- [Problem details]: All entries should be output exactly as they stand.

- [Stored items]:
((
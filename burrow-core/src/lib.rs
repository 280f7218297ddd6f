//! The burrow endpoints: a local client that accepts SOCKS5 and plain HTTP
//! proxy connections, and a remote server that terminates the carrier
//! protocol and dials origins. A rule-driven routing engine on the client
//! decides which traffic goes direct and which through the tunnel.

pub mod auth;
pub mod client;
pub mod config;
pub mod error;
pub mod httpmsg;
pub mod logging;
pub mod relay;
pub mod routing;
pub mod server;
pub mod transport;

pub use client::Client;
pub use config::Config;
pub use error::{Error, Result};
pub use server::Server;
))
- [Task output]:
filename burrow-core/src/lib.rs
repository 280f7218297ddd6f
//! The burrow endpoints: a local client that accepts SOCKS5 and plain HTTP
//! proxy connections, and a remote server that terminates the carrier
//! protocol and dials origins. A rule-driven routing engine on the client
//! decides which traffic goes direct and which through the tunnel.

pub mod auth;
pub mod client;
pub mod config;
pub mod error;
pub mod httpmsg;
pub mod logging;
pub mod relay;
pub mod routing;
pub mod server;
pub mod transport;

pub use client::Client;
pub use config::Config;
pub use error::{Error, Result};
pub use server::Server;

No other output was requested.